Recorded data:
****************
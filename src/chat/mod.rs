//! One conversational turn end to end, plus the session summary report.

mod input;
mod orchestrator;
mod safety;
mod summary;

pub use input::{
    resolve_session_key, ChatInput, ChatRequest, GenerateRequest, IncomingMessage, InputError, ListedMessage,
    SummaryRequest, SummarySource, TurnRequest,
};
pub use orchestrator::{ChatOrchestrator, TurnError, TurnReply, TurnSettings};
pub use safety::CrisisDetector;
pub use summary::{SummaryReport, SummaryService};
****************
REQUIRED WORK:
Copy each line of the data above without altering a single character.

RESPONSE AREA:
filename src/chat/mod.rs
//! One conversational turn end to end, plus the session summary report.

mod input;
mod orchestrator;
mod safety;
mod summary;

pub use input::{
    resolve_session_key, ChatInput, ChatRequest, GenerateRequest, IncomingMessage, InputError, ListedMessage,
    SummaryRequest, SummarySource, TurnRequest,
};
pub use orchestrator::{ChatOrchestrator, TurnError, TurnReply, TurnSettings};
pub use safety::CrisisDetector;
pub use summary::{SummaryReport, SummaryService};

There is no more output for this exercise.